I've read books this week by C.S. Lewis, Timothy Keller, Jerry Falwell, Chuck Swindoll, and countless articles and blog posts. I've queried some other pastors to see how they've approached the same topic. And I've read lots of Scripture.
The problem of suffering, of pain, of evil isn't anything I'm going to solve tomorrow. And I'm pretty sure Ravi Zacharias won't have to quit his day job. But it is something I've seen up close, something I deal with in my role as a pastor, and something I have to run to Jesus' arms to handle.

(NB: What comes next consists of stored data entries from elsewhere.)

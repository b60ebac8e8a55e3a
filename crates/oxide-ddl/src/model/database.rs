use serde::{Deserialize, Serialize};

use super::{names_equal, Table};

/// The complete database schema (all tables).
#[derive(Debug, Clone, Default, PartialEq, Eq, Serialize, Deserialize)]
pub struct Database {
    /// Schema name.
    #[serde(default)]
    pub name: String,
    /// All tables in the database, in declaration order.
    #[serde(default)]
    pub tables: Vec<Table>,
}

impl Database {
    /// Creates a new empty database schema.
    #[must_use]
    pub fn new(name: impl Into<String>) -> Self {
        Self {
            name: name.into(),
            tables: Vec::new(),
        }
    }

    /// Adds a table to the schema.
    #[must_use]
    pub fn table(mut self, table: Table) -> Self {
        self.tables.push(table);
        self
    }

    /// Gets a table by name.
    #[must_use]
    pub fn find_table(&self, name: &str, case_sensitive: bool) -> Option<&Table> {
        self.tables
            .iter()
            .find(|t| names_equal(&t.name, name, case_sensitive))
    }

    /// Gets a mutable table by name.
    #[must_use]
    pub fn find_table_mut(&mut self, name: &str, case_sensitive: bool) -> Option<&mut Table> {
        self.tables
            .iter_mut()
            .find(|t| names_equal(&t.name, name, case_sensitive))
    }

    /// Position of a table.
    #[must_use]
    pub fn table_position(&self, name: &str, case_sensitive: bool) -> Option<usize> {
        self.tables
            .iter()
            .position(|t| names_equal(&t.name, name, case_sensitive))
    }

    /// Whether both databases contain structurally equal tables. Table
    /// order is ignored; column order is not.
    #[must_use]
    pub fn same_structure(&self, other: &Self, case_sensitive: bool) -> bool {
        self.tables.len() == other.tables.len()
            && self.tables.iter().all(|table| {
                other
                    .find_table(&table.name, case_sensitive)
                    .is_some_and(|o| table.same_structure(o, case_sensitive))
            })
    }
}
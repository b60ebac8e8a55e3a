//! IBM DB2.

use crate::error::Result;
use crate::model::ForeignKeyAction;
use crate::registry::SizeFormat;
use crate::types::JdbcType as J;

use super::{ColumnAlterSupport, Platform, PlatformInfo, TypeTables, PLAIN, PRECISION, SIZED};

const NAME: &str = "Db2";

const TYPES: &[(&str, u64)] = &[
    ("SMALLINT", 5),
    ("INTEGER", 10),
    ("BIGINT", 19),
    ("DECIMAL", 31),
    ("REAL", 0),
    ("DOUBLE", 0),
    ("CHAR", 254),
    ("VARCHAR", 32_672),
    ("LONG VARCHAR", 32_700),
    ("CLOB", 0),
    ("CHAR FOR BIT DATA", 254),
    ("VARCHAR FOR BIT DATA", 32_672),
    ("LONG VARCHAR FOR BIT DATA", 32_700),
    ("BLOB", 0),
    ("DATE", 0),
    ("TIME", 0),
    ("TIMESTAMP", 0),
    ("INTEGER GENERATED BY DEFAULT AS IDENTITY", 10),
    ("BIGINT GENERATED BY DEFAULT AS IDENTITY", 19),
];

const SCALES: &[(&str, u32, u32)] = &[("DECIMAL", 0, 31)];

const MAPPINGS: &[(J, &str, SizeFormat)] = &[
    (J::Char, "CHAR", SIZED),
    (J::Varchar, "VARCHAR", SIZED),
    (J::LongVarchar, "LONG VARCHAR", PLAIN),
    (J::Clob, "CLOB", PLAIN),
    (J::Numeric, "DECIMAL", PRECISION),
    (J::Decimal, "DECIMAL", PRECISION),
    (J::Bit, "SMALLINT", PLAIN),
    (J::Boolean, "SMALLINT", PLAIN),
    (J::TinyInt, "SMALLINT", PLAIN),
    (J::SmallInt, "SMALLINT", PLAIN),
    (J::Integer, "INTEGER", PLAIN),
    (J::BigInt, "BIGINT", PLAIN),
    (J::Real, "REAL", PLAIN),
    (J::Float, "DOUBLE", PLAIN),
    (J::Double, "DOUBLE", PLAIN),
    (J::Binary, "CHAR FOR BIT DATA", SIZED),
    (J::VarBinary, "VARCHAR FOR BIT DATA", SIZED),
    (J::LongVarBinary, "LONG VARCHAR FOR BIT DATA", PLAIN),
    (J::Blob, "BLOB", PLAIN),
    (J::Date, "DATE", PLAIN),
    (J::Time, "TIME", PLAIN),
    (J::Timestamp, "TIMESTAMP", PLAIN),
];

const AUTO_INCREMENT: &[(J, &str, SizeFormat)] = &[
    (J::Integer, "INTEGER GENERATED BY DEFAULT AS IDENTITY", PLAIN),
    (J::BigInt, "BIGINT GENERATED BY DEFAULT AS IDENTITY", PLAIN),
];

pub(super) fn platform() -> Result<Platform> {
    let types = TypeTables {
        types: TYPES,
        scales: SCALES,
        mappings: MAPPINGS,
        auto_increment: AUTO_INCREMENT,
    }
    .build()?;

    let mut info = PlatformInfo::new(NAME);
    info.max_identifier_length = Some(18);
    info.column_alter = ColumnAlterSupport::WideningOnly;
    info.supported_on_update_actions = vec![ForeignKeyAction::NoAction, ForeignKeyAction::Restrict];
    info.supported_on_delete_actions = vec![
        ForeignKeyAction::NoAction,
        ForeignKeyAction::Restrict,
        ForeignKeyAction::Cascade,
        ForeignKeyAction::SetNull,
    ];
    info.database_operation_drivers = vec!["com.ibm.db2.jcc.DB2Driver".into()];
    for t in [J::Char, J::Varchar, J::Binary, J::VarBinary] {
        info.set_default_size(t, 254);
    }

    Ok(Platform::new(info, types))
}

I can vividly remember the first tremor it gave my faith. Our nephew Wes was just a little older (or younger, can't recall) than our oldest son Adam. A couple of months difference I think. They played together all the time when we visited my Mother in law's house. One day we got a call that he was sick. Then we heard he was at the hospital. When I called to check on him, his doctor told me "as a matter of fact, he has just expired." Boom.
We were shocked, scared, stunned, numb. How? Why? Why?
There've been others since then. So I'm praying hard tonight that the Holy Spirit will use whatever I do for God's glory to help people see Jesus as the answer to the problems. I'm taking Vance Havner's advice and making a beeline for the cross tomorrow.
"Behold, I make all things new." Yes Lord, Maranatha.